08.31.2011 01:10 PM

Tim Hudak’s PCs: lying like a rug

10 Comments

  1. Wannabeapiper says:

    Changing the subject just for a moment-whoever is advising Dalton on policy like this should be fired:

    Rob Ferguson
    QUEEN’S PARK BUREAU

    Would-be teachers will have to spend two years in teachers college — not one as is the case now, if Premier Dalton McGuinty’s Liberals win the Oct. 6 election.

    Other countries have multi-year training programs for teachers, the Training, Colleges and Universities Minister said Wednesday.

    Ontario’s bachelor of education program is one of the shortest in Canada, he said at Jarvis Collegiate.

    “We want to continually improve and strengthen our system,” he said.

    Student teachers will spend more time in classroom training.

    “It will improve their teaching, their confidence and their creativity,” Milloy added.

    The change, to begin as soon as the fall of 2012, will help ease the surplus of teachers seeking jobs, Milloy added.”

    What an idiot! The teaching field is over populated and Universities need to close off Teacher’s College for awhile. There are thousands of new teachers looking for jobs and the process so complicated it’s horrific. These kids go into massive debt to get their teaching degree and leave the Province or Country to get teaching contracts. I wrote the Minister of Education about this and got a shit-filled twinky reply.

    • Ted says:

      So, Wannabeapiper, will making it take longer to get a teachers degree and making it harder to get a teachers degree in increase or decrease the number of teachers?

      If your issue is that there are too many teachers, doesn’t this policy alleviate the problem a bit, rather than make it worse as you claim?

      Really really don’t understand the outrage here.

      • Wannabeapiper says:

        The point is the profession is over populated and needs time to balance itself. Students have a large debt load and upon graduation from Teachers College there is very little hope of establishing a carreer in Ontario. The Universities continue to offer Teacher’s College because of the money and without some kind of regulation will continue to collect tuition, students will continue to borrow and the propsect of teaching jobs is almost nil. I dont see how the policy does anything other than increase student debt and increase University revenue. Graduates are heading for unemployment and in fact I know of two Universities, to their credit, who are trying to steer students away from education because of the bloated market.
        Maybe it would make more sense to increase, dramatically, the requirements to get into Teachers College and that alone will make it better. In addition the Union makes it almost impossible for new hires, in Toronto elementary and secondary school registrations are on the decline and anyone knowing anything about the issue will tell you there are too many teachers and not enough students now. Moreover retired teachers tend to continue teaching supply-work, so that don’t leave the system and new teachers can’t even get on the supply list.
        The Liberal Policy just won’t work and I believe will make it worse. I am sure this policy is going to cost them a lot of votes.

        • Ted says:

          As a result of the policy, as well as direct action to reduce the number of teachers, the annual additional number of teachers is going to be cut in half.

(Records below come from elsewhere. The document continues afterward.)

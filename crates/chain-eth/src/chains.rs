use serde::Serialize;

/// An Ethereum network the wallet knows how to sign for.
#[derive(Debug, Clone, Serialize)]
pub struct EvmChain {
    pub chain_id: u64,
    pub name: &'static str,
    pub symbol: &'static str,
    pub is_testnet: bool,
}

/// Ethereum Mainnet (chain ID 1).
pub const ETHEREUM: EvmChain = EvmChain {
    chain_id: 1,
    name: "Ethereum",
    symbol: "ETH",
    is_testnet: false,
};

/// Sepolia Testnet (chain ID 11155111).
pub const SEPOLIA: EvmChain = EvmChain {
    chain_id: 11_155_111,
    name: "Sepolia",
    symbol: "ETH",
    is_testnet: true,
};

/// Holesky Testnet (chain ID 17000).
pub const HOLESKY: EvmChain = EvmChain {
    chain_id: 17_000,
    name: "Holesky",
    symbol: "ETH",
    is_testnet: true,
};

const ALL_CHAINS: &[&EvmChain] = &[&ETHEREUM, &SEPOLIA, &HOLESKY];

/// Returns the chain definition for a given chain ID, or `None` if unknown.
///
/// Unknown chain IDs are still signable; this lookup only provides display
/// names.
pub fn get_chain(chain_id: u64) -> Option<&'static EvmChain> {
    ALL_CHAINS
        .iter()
        .find(|c| c.chain_id == chain_id)
        .copied()
}

/// Human-readable network name, falling back to `chain <id>`.
pub fn chain_name(chain_id: u64) -> String {
    match get_chain(chain_id) {
        Some(chain) => chain.name.to_string(),
        None => format!("chain {chain_id}"),
    }
}

pub fn supported_chains() -> Vec<&'static EvmChain> {
    ALL_CHAINS.to_vec()
}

          How that makes things worse is totally beyond me.

          You could argue it’s not enough, but make it worse?

          You can’t stop training new teachers. We tried that with doctors under the NDP and what you had is 5, 6, 7 years later, a very problematic gap in qualified doctors that we are only just recovering from today.

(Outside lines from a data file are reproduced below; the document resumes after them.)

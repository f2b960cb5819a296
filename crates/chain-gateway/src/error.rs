use thiserror::Error;

/// Failures reported by a chain gateway.
///
/// Every variant is surfaced to the caller as-is; nothing in this crate
/// retries a failed call.
#[derive(Debug, Error, Clone, PartialEq, Eq)]
pub enum GatewayError {
    /// The node could not be reached, or it answered a query with an error.
    #[error("connection error: {0}")]
    Connection(String),

    /// A signed transaction was not accepted for broadcast.
    #[error("broadcast error: {0}")]
    Broadcast(String),

    /// The node answered, but the reply could not be interpreted.
    #[error("invalid response: {0}")]
    InvalidResponse(String),
}
use crate::error::CryptoError;
use crate::hash::double_sha256;

/// Length of the Base58Check checksum suffix.
pub const CHECKSUM_LEN: usize = 4;

/// First four bytes of the double SHA-256 of `payload`.
pub fn checksum(payload: &[u8]) -> [u8; CHECKSUM_LEN] {
    let digest = double_sha256(payload);
    let mut out = [0u8; CHECKSUM_LEN];
    out.copy_from_slice(&digest[..CHECKSUM_LEN]);
    out
}

/// Base58Check-encodes `payload`: `base58(payload || checksum(payload))`.
///
/// The payload is taken verbatim, so callers prepend any version byte
/// themselves.
pub fn encode(payload: &[u8]) -> String {
    let mut data = Vec::with_capacity(payload.len() + CHECKSUM_LEN);
    data.extend_from_slice(payload);
    data.extend_from_slice(&checksum(payload));
    bs58::encode(data).into_string()
}

/// Decodes a Base58Check string and returns the payload without checksum.
///
/// Fails with [`CryptoError::InvalidEncoding`] on characters outside the
/// Base58 alphabet or input too short to carry a checksum, and with
/// [`CryptoError::ChecksumMismatch`] when the trailing four bytes do not
/// match the recomputed checksum.
pub fn decode(encoded: &str) -> Result<Vec<u8>, CryptoError> {
    let mut data = bs58::decode(encoded)
        .into_vec()
        .map_err(|e| CryptoError::InvalidEncoding(format!("invalid base58: {e}")))?;

    if data.len() < CHECKSUM_LEN {
        return Err(CryptoError::InvalidEncoding(format!(
            "expected at least {CHECKSUM_LEN} bytes, got {}",
            data.len()
        )));
    }

    let split = data.len() - CHECKSUM_LEN;
    if data[split..] != checksum(&data[..split]) {
        return Err(CryptoError::ChecksumMismatch);
    }

    data.truncate(split);
    Ok(data)
}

          I don’t see this being a vote loser to anyone except you and certainly not even close to the radar for most Ontarians. Doing the smart and right thing, usually (though not always) gets you more votes, not less.

  2. Michael Teper says:

    This is really bad news for people who want to become teachers as second careers. Far too many teachers are university eggheads with no understanding about the real world, who have never had a job other than teaching. You learn how to be a teacher by teaching, not by writing academic papers about teaching. Dalton just lost my vote on this one. I’m going to vote NDP.

    • Attack! says:

      and that’s pretty much all that’s done in education training, is it: write academic papers? (not role play, e.g.? and did you miss the part in the announcement about increasing the student teaching / classroom training)?

      and you’re okay with throwing them in the deep end and letting them experiment on someone’s kids, and work out the kinks by learning (what not to do) by doing …and maybe traumatize some impressionable youngsters in the process?

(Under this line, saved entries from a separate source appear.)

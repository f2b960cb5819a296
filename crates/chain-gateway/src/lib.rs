//! Chain gateway: the network boundary of the wallet.
//!
//! [`ChainGateway`] describes the five node operations the wallet core needs
//! (connect, balance, nonce, gas price, broadcast). [`JsonRpcGateway`]
//! implements them against an Ethereum JSON-RPC endpoint.

pub mod error;
pub mod gateway;
pub mod json_rpc;

pub use error::GatewayError;
pub use gateway::{ChainGateway, Connection};
pub use json_rpc::{parse_quantity, JsonRpcGateway, DEFAULT_TIMEOUT};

      say, why don’t we do that with surgeons, too… just give ’em some scalpels and let ’em loose…. they’ll learn what not to slice too deep or leave behind, soon enough.

      And: you really so sure the NDP won’t get behind this, too? Apart from enhancing the q. of education, it’s also a way of protecting existing teachers’ union members’ wages by making it harder for the young upstarts nipping at their heels to come flooding the market.

  3. Michael Teper says:

    Ever heard of apprenticeship, mentorship, and probation? Six months of teachers’ college to convey the basics of classroom management and the requirements of the Ontario curriculum, followed by apprenticeship and probation, where new teachers learn by doing. Training gets done on the job with supervision. No need for large student fees or student debt. I’ll leave role play to the drama majors. Love is better than anger, hope is better than fear, and doing is better than role-play. Writing academic papers is what students in education faculties do for the most part. It’s a big waste of time and does nothing to enhance quality of the graduates as teachers. There are plenty enough of education faculty graduates traumatizing impressionable youngsters already. It’s apparently a really big problem, so I suppose another year of racking up student debt will make everything go well.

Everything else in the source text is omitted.